Using the records below, find every line that includes "crates" and copy it.

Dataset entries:
--

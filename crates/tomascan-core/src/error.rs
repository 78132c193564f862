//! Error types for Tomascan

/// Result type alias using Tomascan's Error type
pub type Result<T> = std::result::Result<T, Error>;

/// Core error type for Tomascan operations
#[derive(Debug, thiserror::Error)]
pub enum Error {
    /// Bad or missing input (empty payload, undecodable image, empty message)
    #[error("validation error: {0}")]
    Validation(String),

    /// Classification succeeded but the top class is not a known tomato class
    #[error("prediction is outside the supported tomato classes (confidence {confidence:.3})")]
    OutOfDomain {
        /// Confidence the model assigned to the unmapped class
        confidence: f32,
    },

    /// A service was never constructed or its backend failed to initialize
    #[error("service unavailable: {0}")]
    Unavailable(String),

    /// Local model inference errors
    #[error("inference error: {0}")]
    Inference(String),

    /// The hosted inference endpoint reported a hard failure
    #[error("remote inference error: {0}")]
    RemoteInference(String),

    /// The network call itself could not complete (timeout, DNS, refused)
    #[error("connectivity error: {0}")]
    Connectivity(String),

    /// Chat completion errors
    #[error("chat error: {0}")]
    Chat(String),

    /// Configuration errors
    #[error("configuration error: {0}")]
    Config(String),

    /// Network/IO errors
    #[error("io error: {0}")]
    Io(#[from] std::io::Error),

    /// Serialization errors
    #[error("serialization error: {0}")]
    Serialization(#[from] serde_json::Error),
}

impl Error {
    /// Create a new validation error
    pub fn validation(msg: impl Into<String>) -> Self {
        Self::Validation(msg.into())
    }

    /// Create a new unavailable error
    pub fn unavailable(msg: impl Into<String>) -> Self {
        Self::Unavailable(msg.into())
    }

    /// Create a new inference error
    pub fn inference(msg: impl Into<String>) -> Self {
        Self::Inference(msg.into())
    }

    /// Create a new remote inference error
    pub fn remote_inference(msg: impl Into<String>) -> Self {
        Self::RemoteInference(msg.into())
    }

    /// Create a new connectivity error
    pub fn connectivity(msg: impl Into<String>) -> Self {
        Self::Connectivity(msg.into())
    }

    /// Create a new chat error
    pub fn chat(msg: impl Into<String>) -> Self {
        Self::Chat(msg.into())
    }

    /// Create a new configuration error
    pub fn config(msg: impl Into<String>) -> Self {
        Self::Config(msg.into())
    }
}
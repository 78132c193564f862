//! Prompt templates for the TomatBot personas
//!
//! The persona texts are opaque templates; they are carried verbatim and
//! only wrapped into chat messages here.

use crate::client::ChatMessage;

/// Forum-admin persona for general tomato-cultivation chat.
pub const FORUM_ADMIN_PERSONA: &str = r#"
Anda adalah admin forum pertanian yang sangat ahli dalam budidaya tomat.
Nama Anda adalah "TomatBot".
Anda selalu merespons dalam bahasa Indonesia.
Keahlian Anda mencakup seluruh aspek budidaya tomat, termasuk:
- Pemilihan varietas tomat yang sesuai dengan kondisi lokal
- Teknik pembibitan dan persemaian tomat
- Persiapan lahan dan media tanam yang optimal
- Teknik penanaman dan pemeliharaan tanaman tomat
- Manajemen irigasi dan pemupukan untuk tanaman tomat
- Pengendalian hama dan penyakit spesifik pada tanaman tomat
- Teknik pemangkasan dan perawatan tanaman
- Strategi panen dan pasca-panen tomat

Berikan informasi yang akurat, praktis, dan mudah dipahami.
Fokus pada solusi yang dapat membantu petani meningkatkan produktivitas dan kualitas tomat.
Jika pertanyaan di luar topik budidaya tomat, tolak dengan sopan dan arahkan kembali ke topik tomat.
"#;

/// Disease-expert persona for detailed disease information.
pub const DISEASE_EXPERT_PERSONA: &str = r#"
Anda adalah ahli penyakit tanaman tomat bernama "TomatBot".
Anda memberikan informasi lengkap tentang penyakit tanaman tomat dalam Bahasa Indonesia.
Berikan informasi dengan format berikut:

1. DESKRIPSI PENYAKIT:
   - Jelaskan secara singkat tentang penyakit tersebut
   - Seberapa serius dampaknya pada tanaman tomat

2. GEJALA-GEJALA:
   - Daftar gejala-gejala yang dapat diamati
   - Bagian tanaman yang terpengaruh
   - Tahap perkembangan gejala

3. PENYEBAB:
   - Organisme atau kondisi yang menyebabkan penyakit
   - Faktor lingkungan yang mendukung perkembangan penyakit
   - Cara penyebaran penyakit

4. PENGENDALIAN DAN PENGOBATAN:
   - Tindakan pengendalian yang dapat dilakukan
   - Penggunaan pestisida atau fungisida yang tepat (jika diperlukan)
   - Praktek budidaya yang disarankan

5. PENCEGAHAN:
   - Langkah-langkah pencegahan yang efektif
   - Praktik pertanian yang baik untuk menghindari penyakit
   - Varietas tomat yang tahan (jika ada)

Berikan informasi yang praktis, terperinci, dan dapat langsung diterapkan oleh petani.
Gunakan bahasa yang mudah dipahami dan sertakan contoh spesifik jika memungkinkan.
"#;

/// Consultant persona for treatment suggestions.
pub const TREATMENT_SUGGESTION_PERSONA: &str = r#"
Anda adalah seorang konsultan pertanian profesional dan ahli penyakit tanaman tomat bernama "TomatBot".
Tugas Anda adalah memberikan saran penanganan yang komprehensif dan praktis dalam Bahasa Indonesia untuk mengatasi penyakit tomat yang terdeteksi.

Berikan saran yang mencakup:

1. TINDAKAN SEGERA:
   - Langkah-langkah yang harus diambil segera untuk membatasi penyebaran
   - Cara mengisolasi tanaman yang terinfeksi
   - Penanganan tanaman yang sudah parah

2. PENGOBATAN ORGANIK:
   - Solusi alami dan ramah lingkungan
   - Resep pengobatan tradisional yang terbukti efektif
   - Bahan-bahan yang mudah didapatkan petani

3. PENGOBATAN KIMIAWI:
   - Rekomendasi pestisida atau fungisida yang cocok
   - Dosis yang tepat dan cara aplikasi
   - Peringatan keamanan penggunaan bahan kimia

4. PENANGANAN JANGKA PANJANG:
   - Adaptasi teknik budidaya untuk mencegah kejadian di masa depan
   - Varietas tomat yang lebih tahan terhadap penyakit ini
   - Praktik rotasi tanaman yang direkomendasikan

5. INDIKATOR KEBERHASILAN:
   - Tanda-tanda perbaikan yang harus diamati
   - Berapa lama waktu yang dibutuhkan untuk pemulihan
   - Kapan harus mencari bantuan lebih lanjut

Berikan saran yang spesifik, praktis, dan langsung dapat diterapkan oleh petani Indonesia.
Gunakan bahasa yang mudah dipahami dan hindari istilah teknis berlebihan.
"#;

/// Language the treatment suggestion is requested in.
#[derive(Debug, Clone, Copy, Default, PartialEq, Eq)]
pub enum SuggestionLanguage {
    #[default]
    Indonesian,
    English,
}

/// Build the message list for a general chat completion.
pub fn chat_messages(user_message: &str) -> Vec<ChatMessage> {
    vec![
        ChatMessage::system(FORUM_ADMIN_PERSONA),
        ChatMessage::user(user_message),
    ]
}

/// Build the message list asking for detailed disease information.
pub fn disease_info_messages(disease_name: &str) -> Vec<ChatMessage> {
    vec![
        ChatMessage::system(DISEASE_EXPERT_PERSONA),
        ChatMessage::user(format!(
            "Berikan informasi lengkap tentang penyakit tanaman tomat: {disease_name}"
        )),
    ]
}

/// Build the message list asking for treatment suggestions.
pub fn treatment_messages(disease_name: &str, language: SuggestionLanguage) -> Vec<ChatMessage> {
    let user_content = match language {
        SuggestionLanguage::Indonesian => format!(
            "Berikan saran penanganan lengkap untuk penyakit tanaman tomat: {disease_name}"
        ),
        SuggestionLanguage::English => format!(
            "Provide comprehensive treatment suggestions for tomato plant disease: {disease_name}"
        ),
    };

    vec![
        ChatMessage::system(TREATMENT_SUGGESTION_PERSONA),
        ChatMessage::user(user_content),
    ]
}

--

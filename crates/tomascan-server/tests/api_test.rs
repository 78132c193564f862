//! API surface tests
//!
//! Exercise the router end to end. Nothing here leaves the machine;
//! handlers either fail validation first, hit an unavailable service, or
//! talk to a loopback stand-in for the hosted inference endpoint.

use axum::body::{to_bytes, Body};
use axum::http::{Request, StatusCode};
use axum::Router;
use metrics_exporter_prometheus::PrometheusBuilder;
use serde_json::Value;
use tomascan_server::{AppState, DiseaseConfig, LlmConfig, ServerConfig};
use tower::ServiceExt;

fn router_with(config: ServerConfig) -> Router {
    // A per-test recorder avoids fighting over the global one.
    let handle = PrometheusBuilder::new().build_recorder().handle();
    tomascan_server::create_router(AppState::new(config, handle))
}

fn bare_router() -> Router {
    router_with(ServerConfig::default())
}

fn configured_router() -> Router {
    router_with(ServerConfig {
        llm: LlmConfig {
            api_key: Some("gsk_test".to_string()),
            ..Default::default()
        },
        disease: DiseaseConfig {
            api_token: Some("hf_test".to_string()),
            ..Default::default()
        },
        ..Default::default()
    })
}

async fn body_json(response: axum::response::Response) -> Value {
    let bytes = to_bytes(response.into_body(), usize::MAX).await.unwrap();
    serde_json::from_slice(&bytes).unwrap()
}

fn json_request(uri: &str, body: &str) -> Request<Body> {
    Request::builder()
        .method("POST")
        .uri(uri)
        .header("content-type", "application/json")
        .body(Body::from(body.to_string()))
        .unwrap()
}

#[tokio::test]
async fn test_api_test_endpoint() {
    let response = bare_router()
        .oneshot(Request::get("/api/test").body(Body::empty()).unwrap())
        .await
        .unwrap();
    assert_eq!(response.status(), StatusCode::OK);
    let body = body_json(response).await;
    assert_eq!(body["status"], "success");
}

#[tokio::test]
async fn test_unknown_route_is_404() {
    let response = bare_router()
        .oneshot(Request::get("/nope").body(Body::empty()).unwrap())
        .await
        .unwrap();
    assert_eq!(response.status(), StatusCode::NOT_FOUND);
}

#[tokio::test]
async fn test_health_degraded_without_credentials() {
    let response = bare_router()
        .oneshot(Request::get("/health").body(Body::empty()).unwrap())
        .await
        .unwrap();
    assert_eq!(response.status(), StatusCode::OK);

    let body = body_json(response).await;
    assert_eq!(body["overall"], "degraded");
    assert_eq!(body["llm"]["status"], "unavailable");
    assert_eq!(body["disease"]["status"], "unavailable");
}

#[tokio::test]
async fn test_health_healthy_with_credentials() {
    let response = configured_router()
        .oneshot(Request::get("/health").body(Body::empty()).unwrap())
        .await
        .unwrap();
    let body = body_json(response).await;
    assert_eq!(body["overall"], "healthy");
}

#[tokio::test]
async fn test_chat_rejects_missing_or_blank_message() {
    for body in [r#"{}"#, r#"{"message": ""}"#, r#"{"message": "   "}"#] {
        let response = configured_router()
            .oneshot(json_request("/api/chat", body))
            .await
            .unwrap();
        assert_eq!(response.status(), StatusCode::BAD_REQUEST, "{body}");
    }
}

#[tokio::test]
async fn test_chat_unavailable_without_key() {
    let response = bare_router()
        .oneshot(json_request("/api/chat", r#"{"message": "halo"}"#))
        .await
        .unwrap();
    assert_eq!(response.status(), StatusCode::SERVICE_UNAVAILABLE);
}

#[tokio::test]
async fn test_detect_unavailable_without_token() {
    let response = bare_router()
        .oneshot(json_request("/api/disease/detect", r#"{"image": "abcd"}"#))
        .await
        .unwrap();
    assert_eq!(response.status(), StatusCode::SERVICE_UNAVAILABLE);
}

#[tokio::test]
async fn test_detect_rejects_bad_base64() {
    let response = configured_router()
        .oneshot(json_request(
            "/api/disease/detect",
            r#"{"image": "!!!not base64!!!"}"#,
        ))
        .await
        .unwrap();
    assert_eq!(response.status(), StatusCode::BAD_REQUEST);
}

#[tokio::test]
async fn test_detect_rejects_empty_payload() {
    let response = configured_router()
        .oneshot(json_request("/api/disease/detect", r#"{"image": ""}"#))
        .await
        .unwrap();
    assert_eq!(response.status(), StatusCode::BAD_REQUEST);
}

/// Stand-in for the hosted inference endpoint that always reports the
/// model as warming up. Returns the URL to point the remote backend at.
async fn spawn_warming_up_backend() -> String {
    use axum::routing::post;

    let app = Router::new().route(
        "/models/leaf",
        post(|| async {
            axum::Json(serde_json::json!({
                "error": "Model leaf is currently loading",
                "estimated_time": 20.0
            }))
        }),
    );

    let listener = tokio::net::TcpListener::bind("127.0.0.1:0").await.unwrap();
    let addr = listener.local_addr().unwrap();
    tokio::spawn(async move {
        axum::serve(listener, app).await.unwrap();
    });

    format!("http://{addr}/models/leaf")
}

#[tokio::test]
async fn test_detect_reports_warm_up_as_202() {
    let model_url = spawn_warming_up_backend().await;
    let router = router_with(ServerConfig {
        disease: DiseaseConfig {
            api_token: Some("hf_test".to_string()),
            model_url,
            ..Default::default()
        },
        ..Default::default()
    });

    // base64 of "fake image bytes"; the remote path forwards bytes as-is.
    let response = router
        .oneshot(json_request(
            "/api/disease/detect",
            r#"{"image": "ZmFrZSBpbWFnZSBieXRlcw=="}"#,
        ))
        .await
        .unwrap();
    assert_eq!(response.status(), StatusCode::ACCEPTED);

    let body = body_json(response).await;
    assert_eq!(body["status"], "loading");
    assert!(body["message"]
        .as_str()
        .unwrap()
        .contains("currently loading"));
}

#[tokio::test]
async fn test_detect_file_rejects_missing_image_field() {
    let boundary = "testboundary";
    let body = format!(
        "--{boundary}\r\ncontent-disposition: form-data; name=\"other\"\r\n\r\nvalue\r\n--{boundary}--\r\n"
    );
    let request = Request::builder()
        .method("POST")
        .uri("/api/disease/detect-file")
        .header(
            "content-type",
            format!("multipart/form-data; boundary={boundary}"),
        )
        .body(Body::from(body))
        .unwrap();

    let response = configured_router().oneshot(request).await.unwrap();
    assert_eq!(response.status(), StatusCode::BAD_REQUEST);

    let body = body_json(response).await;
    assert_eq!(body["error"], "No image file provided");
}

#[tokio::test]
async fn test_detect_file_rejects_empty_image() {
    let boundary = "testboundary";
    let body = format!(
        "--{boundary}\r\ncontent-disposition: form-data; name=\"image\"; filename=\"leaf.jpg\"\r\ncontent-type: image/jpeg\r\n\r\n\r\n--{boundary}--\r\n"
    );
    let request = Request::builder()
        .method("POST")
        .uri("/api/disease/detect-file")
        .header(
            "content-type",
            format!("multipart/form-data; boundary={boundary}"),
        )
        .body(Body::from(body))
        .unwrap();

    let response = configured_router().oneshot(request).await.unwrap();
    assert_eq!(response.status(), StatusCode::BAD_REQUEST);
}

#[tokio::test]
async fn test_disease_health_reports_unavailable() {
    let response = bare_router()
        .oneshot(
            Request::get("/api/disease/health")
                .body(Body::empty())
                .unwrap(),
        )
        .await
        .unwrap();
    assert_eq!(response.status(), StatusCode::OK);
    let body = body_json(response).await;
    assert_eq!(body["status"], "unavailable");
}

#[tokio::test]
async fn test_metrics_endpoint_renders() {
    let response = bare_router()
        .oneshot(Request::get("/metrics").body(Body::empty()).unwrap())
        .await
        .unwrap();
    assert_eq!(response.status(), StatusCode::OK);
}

--

:: Task answer ::
filename crates/tomascan-core/src/error.rs
filename crates/tomascan-server/tests/api_test.rs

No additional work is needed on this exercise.